Welcome back to The Pipeline, a weekly feature where we dig through the mainstream media and see what the pundits, prognosticators and and pencil pushers have been discussing over the past week.
This week, the media was all over Nintendo's announcement that the gaming console formerly codenamed Revolution would henceforth be known as Wii. And, not surprisingly, most of the mainstream journos covering the story concurred with our assessment that the name somehow isn't going to wiin Niintendo any kudos. "Is Nintendo being desperately silly to attract attention, or is it just desperately short of clue?" asked the Guardian, while the Financial Times headlined its article "Wii aren't too sure about this." However, Nintendo did have at least one defender, Michael Pachter of Wedbush Morgan Securities, who pointed out that "N-Gage and Gizmondo are cool names" that didn't help those products win many fans. "Consumers relate to the coolness of the product, not the name." Wii'll see, Michael, Wii'll see.
Of course, the Wii announcement wasn't the only story in the news this week, and the mainstream press managed to crank out a few other interesting nuggets.

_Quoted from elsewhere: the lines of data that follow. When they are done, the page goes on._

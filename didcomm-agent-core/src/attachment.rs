//! Typed out-of-band attachments.

use std::any::Any;
use std::collections::HashMap;
use std::fmt;
use std::marker::PhantomData;
use std::sync::{Arc, PoisonError, RwLock, RwLockReadGuard, RwLockWriteGuard};

/// A named key that fixes the type of the value stored under it.
pub struct AttachmentKey<T> {
    name: &'static str,
    _marker: PhantomData<fn() -> T>,
}

impl<T> AttachmentKey<T> {
    /// Creates a key.
    #[must_use]
    pub const fn new(name: &'static str) -> Self {
        Self {
            name,
            _marker: PhantomData,
        }
    }

    /// The key name.
    #[must_use]
    pub const fn name(&self) -> &'static str {
        self.name
    }
}

impl<T> Clone for AttachmentKey<T> {
    fn clone(&self) -> Self {
        *self
    }
}

impl<T> Copy for AttachmentKey<T> {}

impl<T> fmt::Debug for AttachmentKey<T> {
    fn fmt(&self, f: &mut fmt::Formatter<'_>) -> fmt::Result {
        write!(f, "AttachmentKey({})", self.name)
    }
}

/// A value shared between a wallet and the exchanges that reference it.
#[derive(Debug, Default)]
pub struct Shared<T>(Arc<RwLock<T>>);

impl<T> Shared<T> {
    /// Wraps `value`.
    pub fn new(value: T) -> Self {
        Self(Arc::new(RwLock::new(value)))
    }

    /// Locks the value for reading.
    pub fn read(&self) -> RwLockReadGuard<'_, T> {
        self.0.read().unwrap_or_else(PoisonError::into_inner)
    }

    /// Locks the value for writing.
    pub fn write(&self) -> RwLockWriteGuard<'_, T> {
        self.0.write().unwrap_or_else(PoisonError::into_inner)
    }

    /// Whether both handles refer to the same value.
    #[must_use]
    pub fn ptr_eq(&self, other: &Shared<T>) -> bool {
        Arc::ptr_eq(&self.0, &other.0)
    }
}

impl<T> Clone for Shared<T> {
    fn clone(&self) -> Self {
        Self(Arc::clone(&self.0))
    }
}

/// A heterogeneous map of values addressed by [`AttachmentKey`]s.
#[derive(Default)]
pub struct Attachments {
    values: HashMap<&'static str, Box<dyn Any + Send + Sync>>,
}

impl Attachments {
    /// Stores `value` under `key`, returning the previous value.
    pub fn put<T: Any + Send + Sync>(&mut self, key: AttachmentKey<T>, value: T) -> Option<T> {
        self.values
            .insert(key.name, Box::new(value))
            .and_then(|old| old.downcast::<T>().ok())
            .map(|old| *old)
    }

    /// Borrows the value under `key`.
    #[must_use]
    pub fn get<T: Any + Send + Sync>(&self, key: AttachmentKey<T>) -> Option<&T> {
        self.values.get(key.name)?.downcast_ref::<T>()
    }

    /// Removes the value under `key`.
    pub fn remove<T: Any + Send + Sync>(&mut self, key: AttachmentKey<T>) -> Option<T> {
        self.values
            .remove(key.name)
            .and_then(|old| old.downcast::<T>().ok())
            .map(|old| *old)
    }

    /// Whether a value is stored under `key`.
    #[must_use]
    pub fn contains<T>(&self, key: AttachmentKey<T>) -> bool {
        self.values.contains_key(key.name)
    }
}

impl fmt::Debug for Attachments {
    fn fmt(&self, f: &mut fmt::Formatter<'_>) -> fmt::Result {
        f.debug_set().entries(self.values.keys()).finish()
    }
}

#[cfg(test)]
mod tests {
    use super::*;

    const NAME: AttachmentKey<String> = AttachmentKey::new("Name");
    const COUNT: AttachmentKey<u32> = AttachmentKey::new("Count");

    #[test]
    fn test_put_get_remove() {
        let mut attachments = Attachments::default();
        assert!(attachments.put(NAME, "alice".to_string()).is_none());
        attachments.put(COUNT, 3);

        assert_eq!(attachments.get(NAME).map(String::as_str), Some("alice"));
        assert_eq!(attachments.get(COUNT), Some(&3));
        assert_eq!(attachments.put(COUNT, 4), Some(3));

        assert_eq!(attachments.remove(NAME), Some("alice".to_string()));
        assert!(!attachments.contains(NAME));
        assert!(attachments.contains(COUNT));
    }
}
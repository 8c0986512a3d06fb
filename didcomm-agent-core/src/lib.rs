//! Core of a `DIDComm` agent: message exchanges and the state they carry.
//!
//! This crate provides the building blocks protocol implementations are
//! written against. It does not know any concrete protocol.
//!
//! # Features
//!
//! - Endpoint messages that derive their correlation headers (id, type,
//!   thread, parent thread) from `DIDComm` v1 and v2 message bodies
//! - Message exchanges that keep the ordered log of one thread, typed
//!   attachments and futures for awaited replies
//! - A registry that finds exchanges by thread, verification key, connection
//!   or invitation key
//! - The connection state machine and out-of-band invitations
//! - Envelope packing and unpacking over an injected plugin for DID
//!   resolution, signing and encryption
//!
//! # Architecture
//!
//! The crate is organized into these main modules:
//! - `endpoint`: Endpoint messages and their headers
//! - `exchange`: Message exchanges and reply futures
//! - `registry`: Exchange lookup
//! - `connection`: Connections and their lifecycle
//! - `invitation`: Out-of-band invitations
//! - `did`: DIDs and DID documents
//! - `attachment`: Typed attachment keys
//! - `pack`: Envelope packing and unpacking
//! - `plugin`: Plugin system for DID resolution and cryptographic operations
//! - `types`: Wire message types
//! - `error`: Error types and handling
//!
//! # Examples
//!
//! ```rust,no_run
//! use std::time::Duration;
//! use didcomm_agent_core::{EndpointMessage, ExchangeRegistry, Result};
//!
//! async fn example(registry: &ExchangeRegistry, reply: EndpointMessage) -> Result<()> {
//!     let mex = registry.create_exchange("thread-1", "wallet-1", None);
//!     mex.place_endpoint_message_future("https://didcomm.org/trust_ping/1.0/ping_response")?;
//!
//!     // Normally completed by the protocol that receives the reply
//!     mex.complete_endpoint_message_future(
//!         "https://didcomm.org/trust_ping/1.0/ping_response",
//!         reply,
//!     )?;
//!
//!     let reply = mex
//!         .await_endpoint_message(
//!             "https://didcomm.org/trust_ping/1.0/ping_response",
//!             Duration::from_secs(10),
//!         )
//!         .await?;
//!     mex.add_message(reply)?;
//!     Ok(())
//! }
//! ```

#![deny(missing_docs)]
#![deny(unsafe_code)]
#![deny(clippy::all)]
#![deny(clippy::pedantic)]
#![allow(clippy::module_name_repetitions)]

pub mod attachment;
pub mod connection;
pub mod did;
pub mod endpoint;
pub mod error;
pub mod exchange;
pub mod invitation;
pub mod pack;
pub mod plugin;
pub mod prelude;
pub mod registry;
pub mod types;

#[cfg(test)]
pub(crate) mod tests;

pub use attachment::{AttachmentKey, Shared};
pub use connection::{
    AgentType, Connection, ConnectionParams, ConnectionRole, ConnectionState, SharedConnection,
};
pub use did::{Did, DidDoc, DidMethod};
pub use endpoint::{header, EndpointMessage, MessageBody, MessageDirection};
pub use error::{Error, Result};
pub use exchange::MessageExchange;
pub use invitation::{Invitation, InvitationState, SharedInvitation};
pub use pack::{pack_message, unpack_message, EnvelopeHeader, UnpackedMessage};
pub use plugin::{DIDCommPlugin, DIDResolver, Encryptor, Signer};
pub use registry::ExchangeRegistry;
pub use types::{Attachment, AttachmentData, Message, PackedMessage, PackingType};
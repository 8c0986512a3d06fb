//! Issue credential, protocol 3.0.
//!
//! Either the holder proposes a credential or the issuer offers one. Every
//! message of an issuance shares the thread of the message that started it.
//! With auto-accept the holder requests an offered credential and the
//! issuer issues a requested one without a caller. The holder verifies and
//! stores the issued credential, then acknowledges it.

use std::sync::Arc;
use std::time::Duration;

use async_trait::async_trait;
use didcomm_agent_core::{Attachment, Did, EndpointMessage, Error as CoreError, MessageExchange};
use serde_json::{json, Value};
use tracing::info;

use crate::credential::{self, VC_FORMAT};
use crate::error::{Error, Result};
use crate::protocol::{
    attached_document, complete_if_pending, connection_message, ensure_future, last_of_type,
    AgentContext, Protocol,
};
use crate::wallet::Wallet;

const PROPOSE: &str = "https://didcomm.org/issue-credential/3.0/propose-credential";
const OFFER: &str = "https://didcomm.org/issue-credential/3.0/offer-credential";
const REQUEST: &str = "https://didcomm.org/issue-credential/3.0/request-credential";
const ISSUE: &str = "https://didcomm.org/issue-credential/3.0/issue-credential";
const ACK: &str = "https://didcomm.org/issue-credential/3.0/ack";
const PREVIEW: &str = "https://didcomm.org/issue-credential/3.0/credential-preview";

/// Messages of the issue credential protocol.
#[derive(Debug, Clone, Copy, PartialEq, Eq)]
pub enum IssueCredentialMessage {
    /// Holder proposes a credential
    Propose,
    /// Issuer offers a credential
    Offer,
    /// Holder requests the offered credential
    Request,
    /// Issuer issues the credential
    Issue,
    /// Holder acknowledges the credential
    Ack,
}

impl IssueCredentialMessage {
    /// Parses a full message type.
    ///
    /// # Errors
    ///
    /// Returns [`CoreError::UnsupportedMessageType`] for other types.
    pub fn from_type(message_type: &str) -> Result<Self> {
        match message_type {
            PROPOSE => Ok(IssueCredentialMessage::Propose),
            OFFER => Ok(IssueCredentialMessage::Offer),
            REQUEST => Ok(IssueCredentialMessage::Request),
            ISSUE => Ok(IssueCredentialMessage::Issue),
            ACK => Ok(IssueCredentialMessage::Ack),
            other => Err(CoreError::UnsupportedMessageType(other.to_string()).into()),
        }
    }
}

/// Issues W3C credentials over an active connection.
#[derive(Debug, Clone)]
pub struct IssueCredentialProtocol {
    mex: Arc<MessageExchange>,
    ctx: Arc<AgentContext>,
}

/// Body fields an issuance carries from one step to the next.
fn goal_fields(epm: &EndpointMessage) -> Value {
    let body = epm.message().map(|msg| &msg.body);
    let field = |name: &str| body.and_then(|b| b.get(name)).cloned().unwrap_or(Value::Null);
    json!({ "goal_code": field("goal_code"), "comment": field("comment") })
}

/// A `credential_preview` listing every claim about the subject of `vc`.
fn credential_preview(vc: &Value) -> Value {
    let attributes: Vec<Value> = vc
        .get("credentialSubject")
        .and_then(Value::as_object)
        .map(|subject| {
            subject
                .iter()
                .map(|(name, value)| json!({ "name": name, "value": value }))
                .collect()
        })
        .unwrap_or_default();
    json!({ "type": PREVIEW, "attributes": attributes })
}

/// Checks that the preview in the body of `epm` names exactly the claims of
/// the attached credential `vc`.
fn check_preview(epm: &EndpointMessage, vc: &Value) -> Result<()> {
    let attributes = epm
        .message()
        .and_then(|msg| msg.body.pointer("/credential_preview/attributes"))
        .and_then(Value::as_array)
        .ok_or(CoreError::MissingField("credential_preview"))?;
    let subject = vc
        .get("credentialSubject")
        .and_then(Value::as_object)
        .ok_or(CoreError::MissingField("credentialSubject"))?;

    for attr in attributes {
        let name = attr
            .get("name")
            .and_then(Value::as_str)
            .ok_or(CoreError::MissingField("name"))?;
        let value = attr.get("value").unwrap_or(&Value::Null);
        if subject.get(name) != Some(value) {
            return Err(Error::violation(format!(
                "Preview attribute {name} does not match the attached credential"
            )));
        }
    }
    if attributes.len() != subject.len() {
        return Err(Error::violation(
            "Preview does not list every claim of the attached credential",
        ));
    }
    Ok(())
}

fn with_goal(mut body: Value, goal_code: Option<&str>, comment: Option<&str>) -> Value {
    body["goal_code"] = json!(goal_code);
    body["comment"] = json!(comment);
    body
}

fn check_same_subject(expected: &Value, actual: &Value, step: &str) -> Result<()> {
    if expected.get("credentialSubject") == actual.get("credentialSubject") {
        Ok(())
    } else {
        Err(Error::violation(format!(
            "Credential preview changed in {step}"
        )))
    }
}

USA Today took a look at the Pioneer Inno, and declared it "a winner," while The New York Times looked at the growing number of home docking systems for cellphones. Meanwhile, Forbes looked at another way to use cellphones at home, checking out the market for UMA-enabled handsets. Our favorite media hit this week, though, came from the Washington Post, which took an in-depth look at the DDR-as-exercise phenom, with the paper's reporter declaring, "Hello, my name is Caroline, and I'm addicted to 'Dance Dance Revolution.'" Hey, at least she's not addicted to the Wii.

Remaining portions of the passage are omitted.